*** Opening of Excerpted records ***
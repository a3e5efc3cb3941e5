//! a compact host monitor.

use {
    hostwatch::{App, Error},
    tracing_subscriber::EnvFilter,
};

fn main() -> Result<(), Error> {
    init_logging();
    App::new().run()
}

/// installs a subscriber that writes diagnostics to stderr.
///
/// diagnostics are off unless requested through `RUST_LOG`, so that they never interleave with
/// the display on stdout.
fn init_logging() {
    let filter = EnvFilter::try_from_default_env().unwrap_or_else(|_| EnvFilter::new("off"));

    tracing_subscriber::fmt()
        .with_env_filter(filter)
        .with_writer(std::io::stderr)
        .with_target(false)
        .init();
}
*** Close of Excerpted records ***
*** Opening of Excerpted records ***
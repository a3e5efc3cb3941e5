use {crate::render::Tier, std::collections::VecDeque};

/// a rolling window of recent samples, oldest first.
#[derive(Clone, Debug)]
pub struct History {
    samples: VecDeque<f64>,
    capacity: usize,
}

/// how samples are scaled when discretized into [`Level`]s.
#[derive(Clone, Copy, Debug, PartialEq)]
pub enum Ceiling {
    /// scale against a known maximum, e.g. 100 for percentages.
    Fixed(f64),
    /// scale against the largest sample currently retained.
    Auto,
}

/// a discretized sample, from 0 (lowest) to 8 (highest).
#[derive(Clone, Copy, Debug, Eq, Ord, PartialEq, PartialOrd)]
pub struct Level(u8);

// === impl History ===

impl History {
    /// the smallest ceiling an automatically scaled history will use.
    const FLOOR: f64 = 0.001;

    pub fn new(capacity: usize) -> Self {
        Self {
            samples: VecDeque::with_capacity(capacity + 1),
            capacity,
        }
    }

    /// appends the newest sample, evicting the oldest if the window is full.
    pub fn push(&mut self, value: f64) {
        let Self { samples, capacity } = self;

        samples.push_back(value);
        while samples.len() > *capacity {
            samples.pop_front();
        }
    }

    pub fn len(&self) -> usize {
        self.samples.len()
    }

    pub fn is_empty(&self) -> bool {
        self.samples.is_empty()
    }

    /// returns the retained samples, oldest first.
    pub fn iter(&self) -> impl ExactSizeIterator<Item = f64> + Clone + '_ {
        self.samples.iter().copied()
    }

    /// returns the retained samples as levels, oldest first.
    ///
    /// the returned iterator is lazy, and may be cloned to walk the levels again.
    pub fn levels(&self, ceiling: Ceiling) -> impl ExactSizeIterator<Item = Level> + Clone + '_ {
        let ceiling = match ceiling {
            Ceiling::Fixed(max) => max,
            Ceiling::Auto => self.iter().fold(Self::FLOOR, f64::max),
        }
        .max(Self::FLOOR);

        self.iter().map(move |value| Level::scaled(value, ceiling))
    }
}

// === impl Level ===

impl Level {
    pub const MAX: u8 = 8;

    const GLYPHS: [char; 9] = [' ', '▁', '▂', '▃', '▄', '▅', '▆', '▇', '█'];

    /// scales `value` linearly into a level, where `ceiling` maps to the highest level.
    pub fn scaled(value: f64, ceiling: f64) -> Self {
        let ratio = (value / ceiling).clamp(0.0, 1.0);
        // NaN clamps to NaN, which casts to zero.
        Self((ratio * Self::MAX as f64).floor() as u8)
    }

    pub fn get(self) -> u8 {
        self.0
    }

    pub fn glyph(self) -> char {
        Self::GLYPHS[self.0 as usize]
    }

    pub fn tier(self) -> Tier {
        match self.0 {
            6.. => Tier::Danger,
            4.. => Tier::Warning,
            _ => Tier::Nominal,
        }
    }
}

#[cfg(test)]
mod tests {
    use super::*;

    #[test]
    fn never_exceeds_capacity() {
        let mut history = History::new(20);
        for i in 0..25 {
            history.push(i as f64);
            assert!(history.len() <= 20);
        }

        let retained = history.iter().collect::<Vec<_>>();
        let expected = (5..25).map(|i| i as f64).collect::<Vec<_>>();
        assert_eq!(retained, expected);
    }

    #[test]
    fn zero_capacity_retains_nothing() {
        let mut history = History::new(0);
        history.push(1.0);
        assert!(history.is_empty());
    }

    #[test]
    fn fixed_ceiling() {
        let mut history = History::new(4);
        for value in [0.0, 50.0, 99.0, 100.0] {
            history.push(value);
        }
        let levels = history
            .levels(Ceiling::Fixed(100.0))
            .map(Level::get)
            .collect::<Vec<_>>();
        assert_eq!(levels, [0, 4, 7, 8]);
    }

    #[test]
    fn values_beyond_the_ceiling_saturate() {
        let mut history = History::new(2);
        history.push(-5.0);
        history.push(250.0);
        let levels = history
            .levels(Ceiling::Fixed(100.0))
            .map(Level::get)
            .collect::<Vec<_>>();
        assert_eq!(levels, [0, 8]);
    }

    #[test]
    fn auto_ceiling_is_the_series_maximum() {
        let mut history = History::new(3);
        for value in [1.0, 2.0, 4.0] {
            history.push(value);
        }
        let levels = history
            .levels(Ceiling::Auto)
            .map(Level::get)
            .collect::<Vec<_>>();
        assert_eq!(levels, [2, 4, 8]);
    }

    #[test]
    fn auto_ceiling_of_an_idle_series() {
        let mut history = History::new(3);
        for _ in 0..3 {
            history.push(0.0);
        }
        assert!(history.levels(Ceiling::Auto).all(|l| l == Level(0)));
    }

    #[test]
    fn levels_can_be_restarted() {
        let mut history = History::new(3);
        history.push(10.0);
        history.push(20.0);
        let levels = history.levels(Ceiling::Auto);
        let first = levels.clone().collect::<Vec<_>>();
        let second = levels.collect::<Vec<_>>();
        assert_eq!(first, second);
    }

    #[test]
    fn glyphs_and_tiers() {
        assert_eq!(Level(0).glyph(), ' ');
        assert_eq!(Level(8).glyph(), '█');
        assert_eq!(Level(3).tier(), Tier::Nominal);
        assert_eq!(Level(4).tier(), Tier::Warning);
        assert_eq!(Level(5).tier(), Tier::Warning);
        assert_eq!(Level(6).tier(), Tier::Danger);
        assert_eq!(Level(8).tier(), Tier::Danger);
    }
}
*** Close of Excerpted records ***
▸ How to complete this task: Report only the number of lines that hold the string "Item" in this listing.

▸ Task response: 2